平成版・生類哀れみの令 | 京都発、言いたい放題!~毎日更新~

平成版・生類哀れみの令

10/22(日) 京都では、今日時代まつり。観光客の人も多くなる時期やね。。。同じお町内のお家が1家3世代でこの武者列に馬に乗って、出られる予定なので、見に行く。ご苦労さまです。。。

さて、我が家ではゴールデンレトリバーというメスの大型犬を1匹飼っている。このチェリーという犬も、うちの子が小学生のときに、どうしても買えとしつこく粘られて、飼ったのだが、もうその犬も8歳になっとる・・・。今や、家族も同然なのだが、子供たちが固く約束していた餌やりや、散歩の当番は、とっくの昔に反故にされて、結局、親しか犬の世話をしない・・・。というのは、どこの家庭でも一緒やろうね。。。

 犬を飼うということは、この子の命を預かること。。。。このかけがえのない命を弄ぶような事件が広島で起こっていた。犬と遊べるペットワールドみたいなところは、ペットブームを背景にして、全国に雨後の竹子のように出来た。京都に近いところでも、琵琶湖わんわん王国というのが、出来た。1度だけ行ってみたが、小さい親子連れがたくさん来ていて、かなりの盛況やった覚えがある。

 ところが、件の広島のドッグパークは、経営難に陥ってしまって、倒産したらしい。後に残ったのは、500匹ものわんちゃん。餌もろくすっぽ与えられず、衛生状態も悪いので、毛が抜けたりして、病気の犬も多いのだという。。。可哀想に。。。

 犬というのは、人気のある犬種なら、何十万円という、けっこうな高値で取引されているのだが、栄養状態の悪い、まして病気の犬は、売買の対象にもされないので、引き取り手の口もなかなか無いのだという・・・。まあ、人間のわがままさの犠牲者というしかないやろうね。。。
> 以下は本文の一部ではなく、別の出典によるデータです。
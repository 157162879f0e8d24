// src/sim.rs
//
// Simulator seam. The task core never talks to a physics engine
// directly; it drives everything through `SimulatorBackend`, so a GPU
// simulator, a recorded trace, or the in-crate kinematic backend can
// all sit behind the same calls.
//
// `KinematicBackend` is the reference implementation used by the
// rollout binary and the test suite: two free sphere proxies on
// prismatic DOFs plus a double door whose leaves integrate tangential
// torque from applied world forces.

use glam::DVec3;

use crate::transform::RigidPose;

pub type EnvId = usize;
pub type BodyHandle = usize;
pub type JointHandle = usize;

/// Batched rigid-body simulator interface.
///
/// All batched setters take parallel slices; joint data is env-major
/// (`envs.len() * joints.len()` values, one row per environment).
pub trait SimulatorBackend {
    fn num_envs(&self) -> usize;
    fn num_joints_per_env(&self) -> usize;
    fn num_bodies_per_env(&self) -> usize;

    /// Resolve a body by its asset name. None means the asset does not
    /// provide it; the task treats that as a contract violation.
    fn find_body(&self, name: &str) -> Option<BodyHandle>;
    fn find_joint(&self, name: &str) -> Option<JointHandle>;
    /// (lower, upper) position limits, if the joint is limited.
    fn joint_limits(&self, joint: JointHandle) -> Option<(f64, f64)>;

    fn body_pose(&self, env: EnvId, body: BodyHandle) -> RigidPose;
    fn joint_position(&self, env: EnvId, joint: JointHandle) -> f64;
    fn joint_velocity(&self, env: EnvId, joint: JointHandle) -> f64;

    /// Set position targets for `joints` on each env in `envs`.
    /// `targets` is env-major: row `i` holds the targets for `envs[i]`.
    fn set_joint_position_targets(
        &mut self,
        envs: &[EnvId],
        joints: &[JointHandle],
        targets: &[f64],
    );

    /// Directly overwrite joint positions (velocities are zeroed).
    /// Same layout as `set_joint_position_targets`.
    fn override_joint_states(&mut self, envs: &[EnvId], joints: &[JointHandle], positions: &[f64]);

    /// Queue a world-space force on a body for the next `step()`.
    fn apply_body_force(&mut self, env: EnvId, body: BodyHandle, force: DVec3);

    /// Advance every environment by one physics step.
    fn step(&mut self);

    /// Hard-reset the listed environments to the given joint positions
    /// (env-major, full joint rows). Clears velocities, queued forces
    /// and position targets.
    fn reset_envs(&mut self, envs: &[EnvId], joint_positions: &[f64]);
}

/// One backend command, captured when recording is enabled.
///
/// Tests use the recorded stream to assert which control path ran for
/// which environment, without inspecting backend internals.
#[derive(Debug, Clone, PartialEq)]
pub enum BackendCommand {
    PositionTargets {
        envs: Vec<EnvId>,
        joints: Vec<JointHandle>,
    },
    OverrideStates {
        envs: Vec<EnvId>,
        joints: Vec<JointHandle>,
    },
    BodyForce {
        env: EnvId,
        body: BodyHandle,
        force: DVec3,
    },
}

// Fixed scene layout. Two sphere proxies on xyz prismatic DOFs, then
// the two door hinge joints.
const JOINT_NAMES: [&str; 8] = [
    "robot0:slide_x",
    "robot0:slide_y",
    "robot0:slide_z",
    "robot1:slide_x",
    "robot1:slide_y",
    "robot1:slide_z",
    "joint_1",
    "joint_2",
];
const BODY_NAMES: [&str; 4] = [
    "robot0:sphere_link",
    "robot1:sphere_link",
    "link_1",
    "link_2",
];

const NUM_JOINTS: usize = JOINT_NAMES.len();
const NUM_BODIES: usize = BODY_NAMES.len();

const SLIDE_LIMIT: f64 = 2.0;
/// Max proxy translation rate under position control, m/s.
const SLIDE_SPEED: f64 = 2.0;

/// Hinge locations of the two leaves; both hinge axes are +z.
const HINGE_1: DVec3 = DVec3::new(0.0, 1.0, 0.0);
const HINGE_2: DVec3 = DVec3::new(0.0, -1.0, 0.0);
/// Leaf centers at joint angle zero (doors closed).
const LEAF_1_CLOSED: DVec3 = DVec3::new(0.0, 0.5, 0.5);
const LEAF_2_CLOSED: DVec3 = DVec3::new(0.0, -0.5, 0.5);
/// Spawn origins of the sphere proxies (slide DOFs are offsets from
/// these).
const PROXY_ORIGINS: [DVec3; 2] = [DVec3::new(0.45, 0.7, 0.5), DVec3::new(0.45, -0.7, 0.5)];

const DOOR_UPPER_LIMIT: f64 = 1.57;
/// Leaf rotational inertia about the hinge, kg·m².
const LEAF_INERTIA: f64 = 5.0;
/// Per-step multiplicative damping on leaf angular velocity.
const LEAF_DAMPING: f64 = 0.9;

/// Analytic kinematic backend for the double-door scene.
pub struct KinematicBackend {
    num_envs: usize,
    dt: f64,
    /// Env-major joint positions, `num_envs * NUM_JOINTS`.
    positions: Vec<f64>,
    velocities: Vec<f64>,
    /// Env-major position targets; `target_set` masks which are live.
    targets: Vec<f64>,
    target_set: Vec<bool>,
    /// Queued world forces on the two leaves, per env.
    leaf_forces: Vec<[DVec3; 2]>,
    /// Leaf angular velocities from force integration, per env.
    leaf_ang_vel: Vec<[f64; 2]>,
    record_commands: bool,
    commands: Vec<BackendCommand>,
}

impl KinematicBackend {
    pub fn new(num_envs: usize, dt: f64) -> Self {
        Self {
            num_envs,
            dt,
            positions: vec![0.0; num_envs * NUM_JOINTS],
            velocities: vec![0.0; num_envs * NUM_JOINTS],
            targets: vec![0.0; num_envs * NUM_JOINTS],
            target_set: vec![false; num_envs * NUM_JOINTS],
            leaf_forces: vec![[DVec3::ZERO; 2]; num_envs],
            leaf_ang_vel: vec![[0.0; 2]; num_envs],
            record_commands: false,
            commands: Vec::new(),
        }
    }

    /// Enable the command log. Recording is off by default; tests turn
    /// it on to assert which control path touched which env.
    pub fn record_commands(&mut self, on: bool) {
        self.record_commands = on;
        if !on {
            self.commands.clear();
        }
    }

    /// Drain the recorded command log.
    pub fn take_commands(&mut self) -> Vec<BackendCommand> {
        std::mem::take(&mut self.commands)
    }

    /// Test hook: write a joint position directly without clearing
    /// velocity or targets.
    pub fn set_joint_position(&mut self, env: EnvId, joint: JointHandle, value: f64) {
        self.positions[env * NUM_JOINTS + joint] = value;
    }

    fn idx(&self, env: EnvId, joint: JointHandle) -> usize {
        env * NUM_JOINTS + joint
    }

    fn leaf_pose(&self, env: EnvId, leaf: usize) -> RigidPose {
        let (hinge, closed, sign) = if leaf == 0 {
            (HINGE_1, LEAF_1_CLOSED, 1.0)
        } else {
            (HINGE_2, LEAF_2_CLOSED, -1.0)
        };
        let theta = self.positions[self.idx(env, 6 + leaf)];
        let rot = glam::DQuat::from_rotation_z(sign * theta);
        // Rotate the closed pose about the hinge axis.
        let pos = hinge + rot * (closed - hinge);
        RigidPose::new(pos, rot)
    }

    fn clamp_to_limits(joint: JointHandle, value: f64) -> f64 {
        if joint < 6 {
            value.clamp(-SLIDE_LIMIT, SLIDE_LIMIT)
        } else {
            value.clamp(0.0, DOOR_UPPER_LIMIT)
        }
    }
}

impl SimulatorBackend for KinematicBackend {
    fn num_envs(&self) -> usize {
        self.num_envs
    }

    fn num_joints_per_env(&self) -> usize {
        NUM_JOINTS
    }

    fn num_bodies_per_env(&self) -> usize {
        NUM_BODIES
    }

    fn find_body(&self, name: &str) -> Option<BodyHandle> {
        BODY_NAMES.iter().position(|n| *n == name)
    }

    fn find_joint(&self, name: &str) -> Option<JointHandle> {
        JOINT_NAMES.iter().position(|n| *n == name)
    }

    fn joint_limits(&self, joint: JointHandle) -> Option<(f64, f64)> {
        if joint < 6 {
            Some((-SLIDE_LIMIT, SLIDE_LIMIT))
        } else if joint < NUM_JOINTS {
            Some((0.0, DOOR_UPPER_LIMIT))
        } else {
            None
        }
    }

    fn body_pose(&self, env: EnvId, body: BodyHandle) -> RigidPose {
        match body {
            0 | 1 => {
                let base = PROXY_ORIGINS[body];
                let j0 = body * 3;
                let offset = DVec3::new(
                    self.positions[self.idx(env, j0)],
                    self.positions[self.idx(env, j0 + 1)],
                    self.positions[self.idx(env, j0 + 2)],
                );
                RigidPose::new(base + offset, glam::DQuat::IDENTITY)
            }
            2 | 3 => self.leaf_pose(env, body - 2),
            _ => RigidPose::IDENTITY,
        }
    }

    fn joint_position(&self, env: EnvId, joint: JointHandle) -> f64 {
        self.positions[self.idx(env, joint)]
    }

    fn joint_velocity(&self, env: EnvId, joint: JointHandle) -> f64 {
        self.velocities[self.idx(env, joint)]
    }

    fn set_joint_position_targets(
        &mut self,
        envs: &[EnvId],
        joints: &[JointHandle],
        targets: &[f64],
    ) {
        debug_assert_eq!(targets.len(), envs.len() * joints.len());
        for (row, &env) in envs.iter().enumerate() {
            for (col, &joint) in joints.iter().enumerate() {
                let i = self.idx(env, joint);
                self.targets[i] = Self::clamp_to_limits(joint, targets[row * joints.len() + col]);
                self.target_set[i] = true;
            }
        }
        if self.record_commands {
            self.commands.push(BackendCommand::PositionTargets {
                envs: envs.to_vec(),
                joints: joints.to_vec(),
            });
        }
    }

    fn override_joint_states(&mut self, envs: &[EnvId], joints: &[JointHandle], positions: &[f64]) {
        debug_assert_eq!(positions.len(), envs.len() * joints.len());
        for (row, &env) in envs.iter().enumerate() {
            for (col, &joint) in joints.iter().enumerate() {
                let i = self.idx(env, joint);
                self.positions[i] = positions[row * joints.len() + col];
                self.velocities[i] = 0.0;
                self.target_set[i] = false;
            }
        }
        if self.record_commands {
            self.commands.push(BackendCommand::OverrideStates {
                envs: envs.to_vec(),
                joints: joints.to_vec(),
            });
        }
    }

    fn apply_body_force(&mut self, env: EnvId, body: BodyHandle, force: DVec3) {
        if let 2 | 3 = body {
            self.leaf_forces[env][body - 2] += force;
        }
        if self.record_commands {
            self.commands
                .push(BackendCommand::BodyForce { env, body, force });
        }
    }

    fn step(&mut self) {
        let max_delta = SLIDE_SPEED * self.dt;
        for env in 0..self.num_envs {
            // Rate-limited servo toward live position targets.
            for joint in 0..6 {
                let i = self.idx(env, joint);
                if !self.target_set[i] {
                    self.velocities[i] = 0.0;
                    continue;
                }
                let old = self.positions[i];
                let delta = (self.targets[i] - old).clamp(-max_delta, max_delta);
                self.positions[i] = Self::clamp_to_limits(joint, old + delta);
                self.velocities[i] = (self.positions[i] - old) / self.dt;
            }

            // Door leaves: integrate tangential torque about the hinge.
            for leaf in 0..2 {
                let joint = 6 + leaf;
                let i = self.idx(env, joint);
                let force = self.leaf_forces[env][leaf];
                let (hinge, sign) = if leaf == 0 {
                    (HINGE_1, 1.0)
                } else {
                    (HINGE_2, -1.0)
                };
                let lever = self.leaf_pose(env, leaf).pos - hinge;
                // z component of r x F is the torque about the hinge axis;
                // sign maps world torque onto the joint direction.
                let torque = sign * (lever.x * force.y - lever.y * force.x);
                let old = self.positions[i];
                let mut vel = self.leaf_ang_vel[env][leaf];
                vel = (vel + torque / LEAF_INERTIA * self.dt) * LEAF_DAMPING;
                let new = Self::clamp_to_limits(joint, old + vel * self.dt);
                if new == 0.0 || new == DOOR_UPPER_LIMIT {
                    vel = 0.0;
                }
                self.leaf_ang_vel[env][leaf] = vel;
                self.positions[i] = new;
                self.velocities[i] = (new - old) / self.dt;
            }
            self.leaf_forces[env] = [DVec3::ZERO; 2];
        }
    }

    fn reset_envs(&mut self, envs: &[EnvId], joint_positions: &[f64]) {
        debug_assert_eq!(joint_positions.len(), envs.len() * NUM_JOINTS);
        for (row, &env) in envs.iter().enumerate() {
            for joint in 0..NUM_JOINTS {
                let i = self.idx(env, joint);
                self.positions[i] = joint_positions[row * NUM_JOINTS + joint];
                self.velocities[i] = 0.0;
                self.targets[i] = self.positions[i];
                self.target_set[i] = false;
            }
            self.leaf_forces[env] = [DVec3::ZERO; 2];
            self.leaf_ang_vel[env] = [0.0; 2];
        }
    }
}
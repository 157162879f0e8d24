// src/state.rs
//
// Batched per-environment buffers for the door task.
//
// Everything is stored env-major in flat Vecs so a whole batch can be
// read or reset with slice arithmetic. `BatchState` owns no policy: it
// is the mutable blackboard the control, attachment, reward and
// observation layers write into each step.

use crate::transform::RigidPose;

/// The task always drives exactly two arms.
pub const NUM_ARMS: usize = 2;

/// Flat per-environment state for one batch.
#[derive(Debug, Clone)]
pub struct BatchState {
    pub num_envs: usize,
    pub num_dofs: usize,
    pub obs_dim: usize,

    /// Joint positions, env-major `num_envs * num_dofs`.
    pub dof_pos: Vec<f64>,
    /// Joint velocities, same layout.
    pub dof_vel: Vec<f64>,
    /// Right door-leaf angle per env.
    pub leaf_right: Vec<f64>,
    /// Left door-leaf angle per env.
    pub leaf_left: Vec<f64>,
    /// Effective gripper pose per arm per env (attachment-corrected).
    pub gripper_pose: [Vec<RigidPose>; NUM_ARMS],

    /// Position targets from the previous control step, env-major.
    pub prev_targets: Vec<f64>,
    /// Position targets for the current control step, env-major.
    pub cur_targets: Vec<f64>,

    /// Steps since the last episode reset, per env.
    pub progress: Vec<u64>,
    pub reward: Vec<f64>,
    /// Sticky within-episode success flag.
    pub success: Vec<f64>,
    /// Normalized closing score in [0, 1].
    pub score: Vec<f64>,
    /// Envs flagged for reset at the start of the next step.
    pub reset: Vec<bool>,
    /// Success count captured when an episode ends.
    pub consecutive_successes: Vec<f64>,
    /// Score captured when an episode ends.
    pub success_scores: Vec<f64>,

    /// Observation buffer, env-major `num_envs * obs_dim`.
    pub obs: Vec<f64>,
}

impl BatchState {
    pub fn new(num_envs: usize, num_dofs: usize, obs_dim: usize) -> Self {
        Self {
            num_envs,
            num_dofs,
            obs_dim,
            dof_pos: vec![0.0; num_envs * num_dofs],
            dof_vel: vec![0.0; num_envs * num_dofs],
            leaf_right: vec![0.0; num_envs],
            leaf_left: vec![0.0; num_envs],
            gripper_pose: [
                vec![RigidPose::IDENTITY; num_envs],
                vec![RigidPose::IDENTITY; num_envs],
            ],
            prev_targets: vec![0.0; num_envs * num_dofs],
            cur_targets: vec![0.0; num_envs * num_dofs],
            progress: vec![0; num_envs],
            reward: vec![0.0; num_envs],
            success: vec![0.0; num_envs],
            score: vec![0.0; num_envs],
            reset: vec![false; num_envs],
            consecutive_successes: vec![0.0; num_envs],
            success_scores: vec![0.0; num_envs],
            obs: vec![0.0; num_envs * obs_dim],
        }
    }

    /// Joint-position row for one env.
    pub fn dof_pos_row(&self, env: usize) -> &[f64] {
        &self.dof_pos[env * self.num_dofs..(env + 1) * self.num_dofs]
    }

    pub fn dof_vel_row(&self, env: usize) -> &[f64] {
        &self.dof_vel[env * self.num_dofs..(env + 1) * self.num_dofs]
    }

    pub fn obs_row(&self, env: usize) -> &[f64] {
        &self.obs[env * self.obs_dim..(env + 1) * self.obs_dim]
    }

    pub fn targets_row_mut(&mut self, env: usize) -> &mut [f64] {
        &mut self.cur_targets[env * self.num_dofs..(env + 1) * self.num_dofs]
    }

    /// Clear the episodic buffers for the listed envs. Joint buffers
    /// are refreshed from the simulator after a backend reset, so they
    /// are left alone here.
    pub fn reset_episode(&mut self, env_ids: &[usize]) {
        for &env in env_ids {
            self.progress[env] = 0;
            self.reward[env] = 0.0;
            self.success[env] = 0.0;
            self.score[env] = 0.0;
            self.reset[env] = false;
        }
    }
}
// src/error.rs
//
// Error taxonomy for the door task.
//
// Almost everything is surfaced at construction, before the first
// simulation step; the step loop itself only rejects malformed caller
// input (wrong action length, missing embedding values). Policy-level
// "errors" are environment resets, not exceptions.

use std::error::Error;
use std::fmt;

#[derive(Debug, Clone, PartialEq, Eq)]
pub enum TaskError {
    /// Unrecognized strategy / action-type / remap selector, or an invalid
    /// configuration value.
    Config(String),
    /// A control path that is declared but deliberately unsupported
    /// (absolute control, attractor-based end-effector control).
    Unimplemented(String),
    /// The simulator asset does not satisfy the contract the task assumes:
    /// a body/joint name lookup failed, or a joint was declared without
    /// limits. Downstream code assumes handles and limits always exist.
    AssetContract(String),
}

impl fmt::Display for TaskError {
    fn fmt(&self, f: &mut fmt::Formatter<'_>) -> fmt::Result {
        match self {
            TaskError::Config(msg) => write!(f, "configuration error: {msg}"),
            TaskError::Unimplemented(msg) => write!(f, "unimplemented path: {msg}"),
            TaskError::AssetContract(msg) => write!(f, "asset contract violation: {msg}"),
        }
    }
}

impl Error for TaskError {}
 江戸時代に、犬公方と呼ばれ、生類哀れみの令を出した5代将軍・徳川綱吉は、日本の歴史では、どうしようもない、くだらない政治をした人として、日本史では否定的に採り上げられているが、この人の優しい気持ちは、今再評価されてもいいのかもね。。。

 まぁ、この時代は、一般庶民も喰うや喰わずの生活をしていたのに、生き物全ての殺生を禁じた法律だったから、庶民から反発があったのやろうけどね。。。ただ、綱吉の本当の狙いは、まだ戦国時代の荒々しい雰囲気を鎮めさせて、平和な世の中にして、徳川家の安堵を目指していたとも言えるのやけれどね。。。。

 ただ、綱吉のやった「お犬さま」をあまりにも尊ぶような姿勢は、人より犬の方が大事・・・という行き過ぎた考え方となり、後の歴史から否定されることになる。何か、歴史は繰り返すというか・・・。まぁ、日本もいつ、北朝鮮から暴発した核ミサイルが飛んでくるかも知れないというような時にしては、今の日本も、平和ボケなこっちゃなぁ。。。犬を大事にし過ぎるのもねぇ。。。。

 それにしても、何やかんや言っても、日本人は、リッチである。お金に余裕のある人もそうでない人も、金魚とか、小鳥、リスやうさぎ、ハウスター、犬や猫、豚にイグアナ。果ては蛇やワニまでいろんなペットを飼っておる。。。。人と付き合うのは、いろいろな意味で、ストレスが溜まるものかも知れないが、ペットを飼う一番の目的は、癒されるということやろう。愛情を持って、餌さえ、ちゃんとやってれば、ペットは飼い主に懐くし、言うこともよく聞きよる。

実の我が子は、親の言うことをぜんぜん、聞かないけど、犬の我が子は口答えもしない。。。だから、大事にする・・・・。広島の犬たちも、どうか、良い飼い主が早く見つかったらええのにね。。。生き物も人も命は大事にしなあかん。。。